宇和島伊達家の伊達宗城は四賢侯の一人だが、うまく生き抜き、小藩だが侯爵(石高基準だと30万石以上)になり、明治になってからも渋沢栄一とも関係が深かった。

仙台藩には「からす組」として細谷十太夫が博徒や農民も集め、組織し、官軍に戦う部隊があり、これがなかなか強かった。

薩摩藩は昆布が中国で人気になっているのを知り、琉球の黒糖を大坂に運び、そこで昆布を仕入れ、琉球で中国と密貿易。他に大陸から薬品、陶磁器を仕入れて資金を貯める。

日向の佐土原藩は名産の佐土原紙で藩札を作り「楮本銭」として流通させる。しかし藩財政が厳しく、これを増札したことで信用がなくなり、赤旗一揆がおきる。

加賀大聖寺藩は金銀細工に慣れた藩士市橋波江に命じて偽金を作る。温泉で古色を付けるなど、良く出来た偽金だったようだが、明治になって市橋に罪をかぶせて切腹させる。

信濃上田藩は学問が盛ん。このため農民が自我に目覚め、宝暦11年に大一揆を起こすが、明治2年にも大一揆を起こす。

肥前藩は鍋島直正が財政改革に努め、軍政改革をし、大砲鋳造の研究をする。
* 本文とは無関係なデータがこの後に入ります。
//! The ring context: storage binding, geometry, cursors and hooks

use std::{marker::PhantomData, ptr::NonNull};

use log::debug;

use crate::{
    config::{HookConfig, RingConfig},
    cursor::{ConcurrencyMode, Cursor, SideClaim},
    error::{Result, RingError},
    hooks::{ContextInfo, HookDispatcher, Subscription},
};

/// Fixed-capacity circular buffer over caller-owned storage
///
/// The ring never allocates or frees its storage. It borrows
/// `capacity * element_size` bytes for `'a` and moves whole elements in and
/// out of them, one slot always left unused.
///
/// Reads and writes take `&self`, so a producer and a consumer can share a
/// ring across threads. Lifecycle changes ([`RingBuffer::deinit`],
/// [`RingBuffer::reinit`], [`RingBuffer::set_hooks`]) take `&mut self` and
/// therefore cannot overlap a transfer.
#[derive(Debug)]
pub struct RingBuffer<'a> {
    /// Start of the backing storage, `None` once deinitialized
    pub(super) storage: Option<NonNull<u8>>,
    /// Element slots, including the reserved one
    pub(super) capacity: usize,
    /// Bytes per element
    pub(super) element_size: usize,
    /// Next slot to consume (consumer-owned)
    pub(super) read_index: Cursor,
    /// Next slot to produce (producer-owned)
    pub(super) write_index: Cursor,
    pub(super) producer: SideClaim,
    pub(super) consumer: SideClaim,
    pub(super) mode: ConcurrencyMode,
    pub(super) hooks: HookDispatcher,
    pub(super) _storage: PhantomData<&'a mut [u8]>,
}

// The storage pointer is only dereferenced inside slot ranges that the
// cursors hand to exactly one side at a time.
unsafe impl Send for RingBuffer<'_> {}
unsafe impl Sync for RingBuffer<'_> {}

/// Where a live ring's storage is and how it is carved up
#[derive(Debug, Clone, Copy)]
pub(super) struct Geometry {
    pub(super) base: NonNull<u8>,
    pub(super) capacity: usize,
    pub(super) element_size: usize,
}

impl<'a> RingBuffer<'a> {
    /// Bind a ring without hooks to `storage`
    pub fn new(storage: &'a mut [u8], config: RingConfig) -> Result<Self> {
        Self::with_hooks(storage, config, HookConfig::none())
    }

    /// Bind a ring to `storage` with user hooks
    ///
    /// `storage` must hold at least `capacity * element_size` bytes; any
    /// excess is left untouched.
    pub fn with_hooks(storage: &'a mut [u8], config: RingConfig, hooks: HookConfig) -> Result<Self> {
        validate(&config, &hooks)?;
        check_storage_len(storage.len(), &config)?;

        let base = NonNull::new(storage.as_mut_ptr())
            .ok_or_else(|| RingError::invalid_args("storage", "Storage pointer is null"))?;

        Ok(Self::bind(base, config, hooks))
    }

    /// Bind a ring to raw storage, such as a memory-mapped or DMA region
    ///
    /// # Safety
    ///
    /// `storage` must be valid for reads and writes of
    /// `config.capacity * config.element_size` bytes for `'a`, and nothing else
    /// may access those bytes while the ring is bound to them except through
    /// the ring's own hooks.
    pub unsafe fn from_raw_parts(
        storage: *mut u8,
        config: RingConfig,
        hooks: HookConfig,
    ) -> Result<Self> {
        let base = NonNull::new(storage)
            .ok_or_else(|| RingError::invalid_args("storage", "Storage pointer is null"))?;
        validate(&config, &hooks)?;

        Ok(Self::bind(base, config, hooks))
    }

    fn bind(base: NonNull<u8>, config: RingConfig, hooks: HookConfig) -> Self {
        debug!(
            "ring init: capacity={} element_size={} mode={:?} subscription={:?}",
            config.capacity, config.element_size, config.mode, hooks.subscription
        );

        Self {
            storage: Some(base),
            capacity: config.capacity,
            element_size: config.element_size,
            read_index: Cursor::new(0),
            write_index: Cursor::new(0),
            producer: SideClaim::default(),
            consumer: SideClaim::default(),
            mode: config.mode,
            hooks: HookDispatcher::from_config(hooks),
            _storage: PhantomData,
        }
    }

    /// Rebind this context to new storage, discarding any buffered data
    ///
    /// On error the context is left as it was.
    pub fn reinit(&mut self, storage: &'a mut [u8], config: RingConfig, hooks: HookConfig) -> Result<()> {
        *self = Self::with_hooks(storage, config, hooks)?;
        Ok(())
    }

    /// Reset every field to its neutral state
    ///
    /// The storage itself is not touched. Resetting an already neutral
    /// context is a no-op. Transfers, queries and [`RingBuffer::set_hooks`]
    /// fail with `InvalidArgs` until [`RingBuffer::reinit`] is called.
    pub fn deinit(&mut self) -> Result<()> {
        if self.storage.is_none() {
            return Ok(());
        }

        self.storage = None;
        self.capacity = 0;
        self.element_size = 0;
        self.read_index.reset();
        self.write_index.reset();
        self.mode = ConcurrencyMode::default();
        self.hooks = HookDispatcher::default();
        debug!("ring deinit");

        Ok(())
    }

    /// Replace the hook configuration between operations
    pub fn set_hooks(&mut self, hooks: HookConfig) -> Result<()> {
        self.geometry()?;
        hooks.validate_for(self.mode)?;

        debug!("ring hooks replaced: subscription={:?}", hooks.subscription);
        self.hooks = HookDispatcher::from_config(hooks);
        Ok(())
    }

    /// Whether the context is bound to storage
    pub fn is_initialized(&self) -> bool {
        self.storage.is_some()
    }

    /// Element slots in the storage, including the reserved one
    pub fn capacity(&self) -> usize {
        self.capacity
    }

    /// Most elements the ring can hold at once
    pub fn usable_capacity(&self) -> usize {
        self.capacity.saturating_sub(1)
    }

    pub fn element_size(&self) -> usize {
        self.element_size
    }

    pub fn mode(&self) -> ConcurrencyMode {
        self.mode
    }

    /// Event kinds currently routed to the user handler
    pub fn subscription(&self) -> Subscription {
        self.hooks.subscription()
    }

    /// Current consumer position
    pub fn read_index(&self) -> usize {
        self.read_index.load_peer()
    }

    /// Current producer position
    pub fn write_index(&self) -> usize {
        self.write_index.load_peer()
    }

    /// Snapshot handed to hooks
    pub fn info(&self) -> ContextInfo {
        ContextInfo {
            capacity: self.capacity,
            element_size: self.element_size,
            read_index: self.read_index(),
            write_index: self.write_index(),
        }
    }

    pub(super) fn geometry(&self) -> Result<Geometry> {
        let base = self.storage.ok_or_else(RingError::not_initialized)?;
        Ok(Geometry {
            base,
            capacity: self.capacity,
            element_size: self.element_size,
        })
    }
}

fn validate(config: &RingConfig, hooks: &HookConfig) -> Result<()> {
    config.validate()?;
    hooks.validate_for(config.mode)
}

fn check_storage_len(len: usize, config: &RingConfig) -> Result<()> {
    let needed = config.storage_bytes()?;
    if len < needed {
        return Err(RingError::invalid_args(
            "storage",
            format!("Storage holds {} bytes, ring needs {}", len, needed),
        ));
    }
    Ok(())
}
文久元年にアームストロング砲を完成させる。これで薩長土肥の一員となる。

山陰の津和野藩は国学の大国隆正、玉松操などがいた。明治になってもキリスト教が弾圧されたが、その時に153人が津和野に配流される。国学者がいた為に改宗させようとして、そえが拷問につながり、36人を殉教させる。

藩主は佐幕側だが、国元の家臣の大半は勤皇方という藩もいくつかある。こういう状態を見ると、江戸時代は君主独裁ではなく、君臣合議制だったと思う。
淀藩の稲葉家もそうであり、鳥羽伏見の戦いの時に国元は幕府を裏切ることになる。

上総請西藩1万石の藩主林忠崇は藩主自ら脱藩して佐幕を貫き通す。

伊予大洲藩は6万石だが、これは維新の頃ではなく、享保の頃の話だが、藩主加藤泰温は陽明学者の川田雄琴に藩校を作らせ、多くの人に教育を施す。

こんな感じで、多くの話が所載されていて、面白い。